The resource kernel provides a set of application programming interfaces (APIs) that allow tasks to request these reserved resources (see Figure 5). The resource kernel can then merge these requests and define a schedule using the constraints defined by the task, providing deterministic access (an error is returned if certainty is not provided). Through scheduling algorithms, such as Earliest-deadline-first (EDF), the kernel can handle dynamic scheduling loads.
Figure 5. Resource-kernel method to implement resource reservation
An example of the implementation of the resource kernel method is the CMU company's Linux/rk, which integrates the portable resource kernel into Linux as a loadable module. This realization evolves into a commercial timesys linux/rt product.
real-time in the standard 2.6 kernel
The methods currently being explored are architecturally interesting, but they all run on the periphery of the kernel. However, what happens if you make the necessary modifications to the standard Linux kernel to support real-time performance?
Today, in the 2.6 kernel, you can get soft real-time functionality by simply configuring the kernel to fully preempt it (see Figure 6). In the standard 2.6 Linux kernel, when a user-space process executes a kernel call (via a system call), it cannot be preempted. This means that if the low-priority process makes a system call, the high-priority process must wait until the call is finished before the CPU can be accessed. The new configuration option config_preempt changes this kernel behavior, allowing the process to be preempted when high-priority tasks are available (even if the process is making system calls).

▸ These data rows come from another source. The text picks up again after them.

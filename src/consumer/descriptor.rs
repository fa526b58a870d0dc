//! Validated consumer and producer registrations.

use async_trait::async_trait;
use serde::de::DeserializeOwned;
use std::any::{Any, TypeId};
use std::fmt;
use std::marker::PhantomData;
use std::sync::Arc;
use std::time::Duration;

use super::{Consumer, DispatchContext, DispatchError, ErrorListener, Outcome};
use crate::naming::{TopicId, TopicNameOverride};

/// Type-erased consumer bound to its wire type at registration
#[async_trait]
pub trait ErasedConsumer: Send + Sync + 'static {
    /// Decode `body` and invoke the consumer
    async fn dispatch(&self, body: &str, ctx: &DispatchContext) -> Result<Outcome, DispatchError>;

    fn message_type(&self) -> &'static str;
}

/// Deserializes `T` from the wire and hands `M` to the consumer
pub(crate) struct TypedConsumer<T, M, C> {
    consumer: C,
    _marker: PhantomData<fn(T) -> M>,
}

impl<T, M, C> TypedConsumer<T, M, C> {
    pub(crate) fn new(consumer: C) -> Self {
        Self {
            consumer,
            _marker: PhantomData,
        }
    }
}

#[async_trait]
impl<T, M, C> ErasedConsumer for TypedConsumer<T, M, C>
where
    T: DeserializeOwned + Into<M> + Send + 'static,
    M: Send + 'static,
    C: Consumer<M>,
{
    async fn dispatch(&self, body: &str, ctx: &DispatchContext) -> Result<Outcome, DispatchError> {
        let payload: T = decode_body(body)?;
        Ok(self.consumer.consume(payload.into(), ctx).await)
    }

    fn message_type(&self) -> &'static str {
        std::any::type_name::<T>()
    }
}

/// Decode a message body into `T`
///
/// `String` receives the body unchanged. For every other type a JSON `null`
/// or a body that does not match the type is an error.
pub fn decode_body<T>(body: &str) -> Result<T, DispatchError>
where
    T: DeserializeOwned + 'static,
{
    let type_name = std::any::type_name::<T>();

    if TypeId::of::<T>() == TypeId::of::<String>() {
        let raw: Box<dyn Any> = Box::new(body.to_string());
        return raw
            .downcast::<T>()
            .map(|value| *value)
            .map_err(|_| DispatchError::deserialization(type_name, "raw body downcast failed"));
    }

    if body.trim() == "null" {
        return Err(DispatchError::deserialization(type_name, "message body is null"));
    }

    serde_json::from_str(body).map_err(|e| DispatchError::deserialization(type_name, e.to_string()))
}

/// A registered consumer for one topic
#[derive(Clone)]
pub struct ConsumerDescriptor {
    /// Raw topic name as registered
    pub topic: String,
    pub topic_id: TopicId,
    pub name_override: Option<TopicNameOverride>,
    pub max_concurrency: usize,
    pub polling_interval: Duration,
    /// Receive timeout and queue visibility timeout
    pub consume_timeout: Duration,
    pub error_listener: Option<Arc<dyn ErrorListener>>,
    pub(crate) consumer: Arc<dyn ErasedConsumer>,
}

impl ConsumerDescriptor {
    pub fn message_type(&self) -> &'static str {
        self.consumer.message_type()
    }

    pub(crate) fn consumer(&self) -> &Arc<dyn ErasedConsumer> {
        &self.consumer
    }
}

impl fmt::Debug for ConsumerDescriptor {
    fn fmt(&self, f: &mut fmt::Formatter<'_>) -> fmt::Result {
        f.debug_struct("ConsumerDescriptor")
            .field("topic", &self.topic)
            .field("queue", &self.topic_id.queue_name())
            .field("message_type", &self.message_type())
            .field("max_concurrency", &self.max_concurrency)
            .field("polling_interval", &self.polling_interval)
            .field("consume_timeout", &self.consume_timeout)
            .field("has_error_listener", &self.error_listener.is_some())
            .finish()
    }
}

/// A topic this process publishes to, provisioned at startup
#[derive(Debug, Clone, PartialEq, Eq)]
pub struct ProducerDescriptor {
    pub topic: String,
    pub topic_id: TopicId,
    pub message_type: &'static str,
    pub name_override: Option<TopicNameOverride>,
}

#[cfg(test)]
mod tests {
    use super::*;
    use serde::Deserialize;

    #[derive(Debug, Deserialize, PartialEq)]
    struct Order {
        id: String,
        name: String,
    }

    #[test]
    fn test_decode_string_is_raw() {
        let body = r#"{"id":"1","name":"x"}"#;
        assert_eq!(decode_body::<String>(body).unwrap(), body);
    }

    #[test]
    fn test_decode_typed() {
        let order: Order = decode_body(r#"{"id":"1","name":"x"}"#).unwrap();
        assert_eq!(
            order,
            Order {
                id: "1".to_string(),
                name: "x".to_string()
            }
        );
    }

    #[test]
    fn test_decode_null_and_mismatch_fail() {
        assert!(matches!(
            decode_body::<serde_json::Value>("null"),
            Err(DispatchError::Deserialization { .. })
        ));
        assert!(matches!(
            decode_body::<Order>(r#"{"id":"1"}"#),
            Err(DispatchError::Deserialization { .. })
        ));
    }
}
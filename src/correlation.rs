//! # Correlation Context
//!
//! Correlation ids link a chain of publish/consume hops. A context is
//! created for each dispatch from the inbound message and carried by the
//! [`PorterClient`](crate::producer::PorterClient) handed to the consumer,
//! so publishes made while handling a message inherit its correlation id.
//! Outside of a dispatch the context is empty.

use std::fmt;
use uuid::Uuid;

#[derive(Debug, Clone, Copy, Default, PartialEq, Eq, Hash)]
pub struct CorrelationContext {
    correlation_id: Option<Uuid>,
}

impl CorrelationContext {
    /// No ambient correlation
    pub fn none() -> Self {
        Self::default()
    }

    pub fn new(correlation_id: Uuid) -> Self {
        Self {
            correlation_id: Some(correlation_id),
        }
    }

    pub fn from_option(correlation_id: Option<Uuid>) -> Self {
        Self { correlation_id }
    }

    /// Context for dispatching an inbound message, generating a fresh id when it has none
    pub fn for_inbound(correlation_id: Option<Uuid>) -> Self {
        Self::new(correlation_id.unwrap_or_else(Uuid::new_v4))
    }

    pub fn correlation_id(&self) -> Option<Uuid> {
        self.correlation_id
    }

    pub fn is_active(&self) -> bool {
        self.correlation_id.is_some()
    }

    /// Explicit id wins over the ambient one
    pub fn resolve(&self, explicit: Option<Uuid>) -> Option<Uuid> {
        explicit.or(self.correlation_id)
    }
}

impl fmt::Display for CorrelationContext {
    fn fmt(&self, f: &mut fmt::Formatter<'_>) -> fmt::Result {
        match self.correlation_id {
            Some(id) => write!(f, "{id}"),
            None => f.write_str(crate::constants::NO_CORRELATION_ID),
        }
    }
}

But this configuration option is also a tradeoff. While this option enables soft, real-time performance and allows the operating system to run smoothly even under load conditions, this can be a price to pay. The cost is a slight reduction in throughput and kernel performance, because the CONFIG_PREEMPT option adds overhead. This option is useful for desktops and embedded systems, but is not useful in any scenario (for example, a server).
|New O (1) Scheduler
The new O (1) scheduler in the 2.6 kernel has a significant performance boost, even in the case of many tasks. No matter how many tasks you need to run, the new scheduler will run for a limited amount of time.
Another useful configuration option in the 2.6 kernel is the high-precision timer. This new option allows the timer to run with 1μs precision (if supported by the underlying hardware) and to efficiently manage the timer through the red-black tree. With a red-black tree, you can use a large number of timers without affecting the performance of the timer subsystem (O (log n)).
With just a little extra work, you can implement hard real-time with preempt_rt patches. PREEMPT_RT patches provide a number of modifications to achieve hard real-time support. Some of these modifications include the RE implementation of some kernel-locked primitives, which enable full preemption, the prioritization of kernel mutexes, and the transformation of interrupt handlers into kernel threads to enable the thread to preempt.
Linux is not only an ideal platform to experiment and describe real-time algorithms, but also implements real-time functions in the standard 2.6 kernel. You can implement soft real-time functionality from the standard kernel and perform some extra work (kernel patches) to build a hard real-time application.
This article briefly introduces some techniques for providing real-time computing to the Linux kernel. Many early attempts to isolate real-time tasks from the standard kernel using the thin-core approach. Later, there was the Super microkernel approach, which is very similar to the hypervisor used in today's virtualization solutions. Finally, the Linux kernel provides its own real-time methods, including soft real-time and hard real-time.